EXERCISE DETAILS:
Repeat each line of the material word for word.

DATA EXTRACTS:
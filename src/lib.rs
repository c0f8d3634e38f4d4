//! Cohort: leaderless multi-party workflow orchestration.
//!
//! A cluster of cohort nodes cooperatively executes a DAG of workflow steps:
//! every mutation is a signed transaction replicated through Raft and applied
//! by a deterministic state machine on each replica. This facade crate
//! re-exports the workspace crates under one roof.

pub use cohort_config as config;
pub use cohort_consensus as consensus;
pub use cohort_core as core;
pub use cohort_crypto as crypto;
pub use cohort_events as events;
pub use cohort_rpc_server as rpc_server;
pub use cohort_state as state;

/// Workspace version, stamped into `/v1/p2p/raft` responses.
pub const VERSION: &str = env!("CARGO_PKG_VERSION");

ANSWER TO THIS TASK:
filename src/lib.rs
repository c0f8d3634e38f4d4
//! Cohort: leaderless multi-party workflow orchestration.
//!
//! A cluster of cohort nodes cooperatively executes a DAG of workflow steps:
//! every mutation is a signed transaction replicated through Raft and applied
//! by a deterministic state machine on each replica. This facade crate
//! re-exports the workspace crates under one roof.

pub use cohort_config as config;
pub use cohort_consensus as consensus;
pub use cohort_core as core;
pub use cohort_crypto as crypto;
pub use cohort_events as events;
pub use cohort_rpc_server as rpc_server;
pub use cohort_state as state;

/// Workspace version, stamped into `/v1/p2p/raft` responses.
pub const VERSION: &str = env!("CARGO_PKG_VERSION");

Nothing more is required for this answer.